For problems that can be decomposed into a large number of similar[note: For GPUs, the sub-problems being similar is actually very significant. A single GPU core is actually solving multiple instances of a sub-problem at the same time, executing their code in lock-step. As soon as lock-step execution is no longer possible, and two sub-problems need different approaches, the GPU has to struggle a lot more. This problem is called thread divergence. ] pieces, having a large number of weak cores is ideal. Each core can receive its own share of the problem, and work on it independently;[note: It's possible, and not too uncommon, to have a small degree of coordination between GPU cores when solving problems. GPUs are able allocate memory that's shared between cores, and to synchronize the cores' execution.

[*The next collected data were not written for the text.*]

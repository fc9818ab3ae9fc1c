use crate::{Bag, Board, Hand, Tile};

/// An immutable copy of one player's state at one point in time.
#[derive(Debug, Clone, Eq, PartialEq)]
pub struct PlayerSnapshot {
    /// The name of the player.
    pub name: String,
    /// The points earned so far.
    pub score: usize,
    /// The [tiles](Tile) held.
    pub hand: Hand,
    /// Whether the player has been eliminated.
    pub eliminated: bool,
}

/// An immutable copy of the whole game at one point in time, sent to
/// [observers](crate::Observer).
#[derive(Debug, Clone, Default, Eq, PartialEq)]
pub struct GameSnapshot {
    /// Every [tile](Tile) placed so far.
    pub board: Board,
    /// Every [tile](Tile) not dealt yet, drawn from the end.
    pub bag: Bag,
    /// Every registered player in turn order.
    pub players: Vec<PlayerSnapshot>,
    /// The index of the player whose turn comes next, if any.
    pub current_player: Option<usize>,
}

impl GameSnapshot {
    /// # Returns
    ///
    /// The number of [tiles](Tile) in the bag, in every hand and on the board together.
    pub fn tiles_len(&self) -> usize {
        self.bag.len()
            + self.board.len()
            + self
                .players
                .iter()
                .map(|player| player.hand.len())
                .sum::<usize>()
    }
}
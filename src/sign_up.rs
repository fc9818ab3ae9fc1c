use crate::{GameResult, Observer, Player, Referee, ServerConfig};
use std::fmt;
use tokio::sync::mpsc;
use tokio::time::{self, Instant};
use tracing::{Instrument, Span};

/// Collects players handed over by the accept paths and runs one game with them.
///
/// Players arrive through an [mpsc] channel so that the roster has a single writer: the task
/// running [Server::sign_up].
pub struct Server {
    config: ServerConfig,
    observers: Vec<Box<dyn Observer>>,
    span: Span,
}

impl fmt::Debug for Server {
    fn fmt(&self, f: &mut fmt::Formatter<'_>) -> fmt::Result {
        f.debug_struct("Server")
            .field("config", &self.config)
            .field("observers", &self.observers.len())
            .finish()
    }
}

impl Server {
    /// A server without observers, logging under an `info` span named `server`.
    pub fn new(config: ServerConfig) -> Server {
        Server {
            config,
            observers: Vec::new(),
            span: tracing::info_span!("server"),
        }
    }

    /// Adds an [observer](Observer) attached to the game when
    /// [observe](ServerConfig::observe) is set.
    pub fn with_observer(mut self, observer: Box<dyn Observer>) -> Server {
        self.observers.push(observer);
        self
    }

    /// Replaces the span the sign-up and the game are logged under.
    pub fn with_span(mut self, span: Span) -> Server {
        self.span = span;
        self
    }

    /// Receives players for up to [sign_up_retries](ServerConfig::sign_up_retries) attempts
    /// of [sign_up_wait](ServerConfig::sign_up_wait) each, measured from the start of each
    /// attempt. Stops early once [max_players](crate::RefereeConfig::max_players) signed up or
    /// every sender is dropped, and after the first attempt that ends with at least
    /// [min_players](crate::RefereeConfig::min_players).
    ///
    /// # Returns
    ///
    /// The players in the order they signed up, possibly fewer than the minimum.
    pub async fn sign_up(
        &self,
        receiver: &mut mpsc::Receiver<Box<dyn Player>>,
    ) -> Vec<Box<dyn Player>> {
        let min_players = self.config.referee.min_players;
        let max_players = self.config.referee.max_players;
        let mut players = Vec::with_capacity(max_players);

        for attempt in 1..=self.config.sign_up_retries {
            let deadline = Instant::now() + self.config.sign_up_wait;
            let mut closed = false;
            while players.len() < max_players {
                match time::timeout_at(deadline, receiver.recv()).await {
                    Ok(Some(player)) => {
                        players.push(player);
                        tracing::debug!(players = players.len(), "player signed up");
                    }
                    Ok(None) => {
                        closed = true;
                        break;
                    }
                    Err(_) => break,
                }
            }
            if closed || players.len() >= min_players {
                break;
            }
            tracing::info!(
                attempt,
                players = players.len(),
                min_players,
                "not enough players signed up"
            );
        }

        players
    }

    /// [Signs up](Server::sign_up) players and runs one [game](Referee::run) with them.
    ///
    /// # Returns
    ///
    /// The result of the game, or an [empty result](GameResult::empty) when too few players
    /// signed up or the game could not be created.
    pub async fn run(self, mut receiver: mpsc::Receiver<Box<dyn Player>>) -> GameResult {
        let span = self.span.clone();
        async move {
            let players = self.sign_up(&mut receiver).await;
            if players.len() < self.config.referee.min_players {
                tracing::warn!(players = players.len(), "giving up without a game");
                return GameResult::empty();
            }

            let mut referee = match Referee::new(self.config.referee.clone(), players) {
                Ok(referee) => referee,
                Err(errors) => {
                    for error in errors {
                        tracing::warn!(?error, "failed to create the game");
                    }
                    return GameResult::empty();
                }
            };
            if self.config.observe {
                for observer in self.observers {
                    referee = referee.with_observer(observer);
                }
            }
            referee.with_span(tracing::info_span!("game")).run().await
        }
        .instrument(span)
        .await
    }
}
use crate::{Board, PlayerError, Points, Tile, TurnAction};
use async_trait::async_trait;

/// What the player whose turn it is may know about the game.
#[derive(Debug, Clone, Eq, PartialEq)]
pub struct PublicState {
    /// Every [tile](Tile) placed so far.
    pub board: Board,
    /// The number of [tiles](Tile) left in the bag.
    pub remaining_tiles: usize,
    /// The [tiles](Tile) held by the player.
    pub hand: Vec<Tile>,
    /// The scores of every active player in turn order, starting with the player itself.
    pub scores: Points,
}

/// The capabilities the [referee](crate::Referee) calls into, implemented in-process or on top
/// of any transport.
///
/// Every call is bounded by a timeout. Returning an error or running out of time is a fault
/// and eliminates the player for the rest of the game; the referee never retries.
#[async_trait]
pub trait Player: Send + Sync {
    /// The name the player is reported under.
    async fn name(&self) -> Result<String, PlayerError>;

    /// Sends the board and the dealt [tiles](Tile) before the first turn.
    async fn set_up(&self, board: &Board, tiles: &[Tile]) -> Result<(), PlayerError>;

    /// Asks for the action of the player's turn.
    async fn take_turn(&self, state: PublicState) -> Result<TurnAction, PlayerError>;

    /// Sends the player's whole hand after an exchange or a placement.
    async fn new_tiles(&self, tiles: &[Tile]) -> Result<(), PlayerError>;

    /// Tells the player whether it won once the game is over.
    async fn win(&self, won: bool) -> Result<(), PlayerError>;
}
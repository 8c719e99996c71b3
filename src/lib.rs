// SPDX-License-Identifier: GPL-3.0-or-later
// src/lib.rs
//
// Tier list engine: pointer drag and drop between ranked rows, and crop
// geometry shared by the live view and image export.

pub mod app;
pub mod config;
pub mod constant;
pub mod domain;
// SPDX-License-Identifier: GPL-3.0-or-later
// src/app/export/sheet.rs
//
// Composite exported cards into one tier list image.

use std::collections::HashMap;

use image::{imageops, Rgba, RgbaImage};

use crate::constant::SHEET_GAP;
use crate::domain::board::{ItemId, TierBoard};

const DEFAULT_BACKGROUND: Rgba<u8> = Rgba([26, 26, 23, 255]);
const FALLBACK_LABEL: Rgba<u8> = Rgba([128, 128, 128, 255]);

/// Parse `#rrggbb` or `#rrggbbaa`.
pub fn parse_hex_color(value: &str) -> Option<Rgba<u8>> {
    let hex = value.trim().strip_prefix('#')?;
    if !matches!(hex.len(), 6 | 8) || !hex.is_ascii() {
        return None;
    }
    let channel = |i: usize| u8::from_str_radix(&hex[i..i + 2], 16).ok();
    let alpha = if hex.len() == 8 { channel(6)? } else { 255 };
    Some(Rgba([channel(0)?, channel(2)?, channel(4)?, alpha]))
}

/// Geometry of the exported sheet.
#[derive(Debug, Clone, Copy, PartialEq)]
pub struct SheetLayout {
    pub card_width: u32,
    pub card_height: u32,
    pub columns_per_row: u32,
    pub gap: u32,
    pub background: Rgba<u8>,
}

impl Default for SheetLayout {
    fn default() -> Self {
        Self {
            card_width: crate::constant::CARD_WIDTH,
            card_height: crate::constant::CARD_HEIGHT,
            columns_per_row: crate::constant::COLUMNS_PER_ROW,
            gap: SHEET_GAP,
            background: DEFAULT_BACKGROUND,
        }
    }
}

impl SheetLayout {
    fn columns(&self) -> u32 {
        self.columns_per_row.max(1)
    }

    /// Card rows a tier with `count` items occupies (at least one).
    pub fn rows_for(&self, count: usize) -> u32 {
        let count = u32::try_from(count).unwrap_or(u32::MAX);
        count.div_ceil(self.columns()).max(1)
    }

    /// Width of the whole sheet: label column plus the card grid.
    pub fn sheet_width(&self) -> u32 {
        self.gap + self.card_height + self.gap + self.columns() * (self.card_width + self.gap)
    }

    /// Height of a tier band holding `count` items.
    pub fn band_height(&self, count: usize) -> u32 {
        self.rows_for(count) * (self.card_height + self.gap)
    }
}

/// Lay out every tier of `board` as a labelled band of cards.
///
/// The unranked pool is not exported. Items without a tile leave their slot
/// empty.
pub fn compose_sheet(
    board: &TierBoard,
    tiles: &HashMap<ItemId, RgbaImage>,
    layout: &SheetLayout,
) -> RgbaImage {
    let height = layout.gap
        + board
            .tiers
            .iter()
            .map(|tier| layout.band_height(tier.items.len()))
            .sum::<u32>();
    let mut sheet = RgbaImage::from_pixel(layout.sheet_width(), height, layout.background);

    let mut top = layout.gap;
    for tier in &board.tiers {
        let band = layout.band_height(tier.items.len());
        let color = parse_hex_color(&tier.color).unwrap_or_else(|| {
            log::warn!("Tier {} has invalid color {:?}", tier.id, tier.color);
            FALLBACK_LABEL
        });
        let label = RgbaImage::from_pixel(layout.card_height, band - layout.gap, color);
        imageops::replace(&mut sheet, &label, i64::from(layout.gap), i64::from(top));

        let grid_left = layout.gap + layout.card_height + layout.gap;
        for (slot, item) in (0u32..).zip(&tier.items) {
            let Some(tile) = tiles.get(&item.id) else {
                continue;
            };
            let column = slot % layout.columns();
            let row = slot / layout.columns();
            let x = grid_left + column * (layout.card_width + layout.gap);
            let y = top + row * (layout.card_height + layout.gap);
            imageops::overlay(&mut sheet, tile, i64::from(x), i64::from(y));
        }
        top += band;
    }
    sheet
}

#[cfg(test)]
mod tests {
    use super::*;
    use crate::domain::board::{Item, Tier};

    fn layout() -> SheetLayout {
        SheetLayout {
            card_width: 10,
            card_height: 12,
            columns_per_row: 2,
            gap: 1,
            background: Rgba([0, 0, 0, 255]),
        }
    }

    #[test]
    fn parses_hex_colors() {
        assert_eq!(parse_hex_color("#ff7f00"), Some(Rgba([255, 127, 0, 255])));
        assert_eq!(parse_hex_color("#00000080"), Some(Rgba([0, 0, 0, 128])));
        assert_eq!(parse_hex_color("ff7f00"), None);
        assert_eq!(parse_hex_color("#fff"), None);
        assert_eq!(parse_hex_color("#gg0000"), None);
    }

    #[test]
    fn tiers_wrap_into_rows() {
        let layout = layout();
        assert_eq!(layout.rows_for(0), 1);
        assert_eq!(layout.rows_for(2), 1);
        assert_eq!(layout.rows_for(3), 2);
        assert_eq!(layout.sheet_width(), 1 + 12 + 1 + 2 * 11);
    }

    #[test]
    fn places_cards_after_the_label() {
        let mut s = Tier::new("s", "S", "#ff0000");
        s.items = (0..3).map(|i| Item::new(ItemId(i), "x", "x.png")).collect();
        let a = Tier::new("a", "A", "#00ff00");
        let board = TierBoard::new(vec![s, a]);

        let white = Rgba([255, 255, 255, 255]);
        let tiles: HashMap<ItemId, RgbaImage> = [0, 2]
            .into_iter()
            .map(|i| (ItemId(i), RgbaImage::from_pixel(10, 12, white)))
            .collect();

        let layout = layout();
        let sheet = compose_sheet(&board, &tiles, &layout);
        // S band: 2 rows of 13, A band: 1 row of 13, plus top gap.
        assert_eq!(sheet.dimensions(), (36, 1 + 26 + 13));

        assert_eq!(*sheet.get_pixel(1, 1), Rgba([255, 0, 0, 255]));
        assert_eq!(*sheet.get_pixel(1, 28), Rgba([0, 255, 0, 255]));
        // Item 0 at row 0 col 0; item 1 has no tile; item 2 wraps to row 1.
        assert_eq!(*sheet.get_pixel(14, 1), white);
        assert_eq!(*sheet.get_pixel(25, 1), Rgba([0, 0, 0, 255]));
        assert_eq!(*sheet.get_pixel(14, 14), white);
    }
}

However, this is slightly more advanced than this introductory article. ] because each sub-problem is independent, all of the cores can be working on their share at exactly the same time. This can result in a very significant speedup over a single, powerful core: such a core would need to go through each of the pieces one after another.

One example of a problem amenable to GPU execution is rendering an image to a screen. In fact, as the name Graphics Processing Unit suggests, this was the very problem GPUs were developed to solve. When rendering, the color of each pixel can be computed relatively independently, based on depth and texture information; each core of the GPU can thus be working on a handful of pixels at a time, all in parallel, significantly speeding up the process.

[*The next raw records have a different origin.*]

// SPDX-License-Identifier: GPL-3.0-or-later
// src/app/drag/handler.rs
//
// Container handler backed by a shared tier board.

use std::cell::RefCell;
use std::rc::Rc;

use super::registry::ContainerHandler;
use super::signal::{DropEvent, FileDrop};
use crate::domain::board::{ContainerId, Item, MoveOutcome, TierBoard};

/// Applies drops on one container to the board.
pub struct BoardDropHandler {
    board: Rc<RefCell<TierBoard>>,
    container: ContainerId,
}

impl BoardDropHandler {
    pub fn new(board: Rc<RefCell<TierBoard>>, container: ContainerId) -> Self {
        Self { board, container }
    }
}

impl ContainerHandler for BoardDropHandler {
    fn on_drop(&mut self, event: &DropEvent) {
        let outcome = self.board.borrow_mut().move_item(
            event.item,
            &event.from_container,
            event.from_index,
            &event.to_container,
            event.to_index,
        );
        if let MoveOutcome::Stale(reason) = outcome {
            log::debug!("Drop on {} ignored: {reason:?}", self.container);
        }
    }

    fn on_file_drop(&mut self, drop: &FileDrop) {
        let mut board = self.board.borrow_mut();
        let Some(mut index) = board.list(&self.container).map(<[Item]>::len) else {
            return;
        };
        for path in &drop.files {
            let title = path
                .file_stem()
                .map(|s| s.to_string_lossy().into_owned())
                .unwrap_or_default();
            let item = Item::new(board.next_item_id(), title, path.to_string_lossy());
            if let Some(at) = board.add_item(&self.container, index, item) {
                index = at + 1;
            }
        }
    }
}

#[cfg(test)]
mod tests {
    use std::path::PathBuf;

    use super::*;
    use crate::app::drag::input::Point;
    use crate::domain::board::{ItemId, Tier};

    fn shared() -> Rc<RefCell<TierBoard>> {
        let mut s = Tier::new("s", "S", "#ff7f7f");
        s.items = vec![Item::new(ItemId(0), "zero", "0.png"), Item::new(ItemId(1), "one", "1.png")];
        Rc::new(RefCell::new(TierBoard::new(vec![s])))
    }

    #[test]
    fn drop_moves_item_on_board() {
        let board = shared();
        let mut handler = BoardDropHandler::new(board.clone(), "s".into());
        handler.on_drop(&DropEvent {
            item: ItemId(0),
            from_container: "s".into(),
            from_index: 0,
            to_container: "s".into(),
            to_index: 1,
        });
        assert_eq!(board.borrow().position_of(ItemId(0)), Some(("s".into(), 1)));
    }

    #[test]
    fn stale_drop_leaves_board_untouched() {
        let board = shared();
        let before = board.borrow().clone();
        let mut handler = BoardDropHandler::new(board.clone(), "s".into());
        handler.on_drop(&DropEvent {
            item: ItemId(1),
            from_container: "s".into(),
            from_index: 0,
            to_container: TierBoard::POOL.into(),
            to_index: 0,
        });
        assert_eq!(*board.borrow(), before);
    }

    #[test]
    fn file_drop_appends_items() {
        let board = shared();
        let mut handler = BoardDropHandler::new(board.clone(), TierBoard::POOL.into());
        handler.on_file_drop(&FileDrop {
            container: TierBoard::POOL.into(),
            position: Point::default(),
            files: vec![PathBuf::from("art/a.png"), PathBuf::from("b.jpg")],
        });

        let board = board.borrow();
        let titles: Vec<&str> = board.pool.iter().map(|i| i.title.as_str()).collect();
        assert_eq!(titles, vec!["a", "b"]);
        assert_eq!(board.pool[0].id, ItemId(2));
        assert_eq!(board.pool[1].id, ItemId(3));
    }
}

An entire problem domain that is well-suited for GPU execution is linear algebra. In matrix multiplication, for example, each cell in the output matrix can be computed independently from all the other cells; once again, this means that each GPU core can be working on a handful of cells in parallel. Many things, including neural networks, can be formulated in terms of matrix operations; fast linear algebra leads to faster machine learning models.

The descriptions above should give you a taste of what can be done with GPUs. The next obvious question is how we can do all this with Chapel. This brings us to the topic of this blog: getting Chapel to run code on the GPU.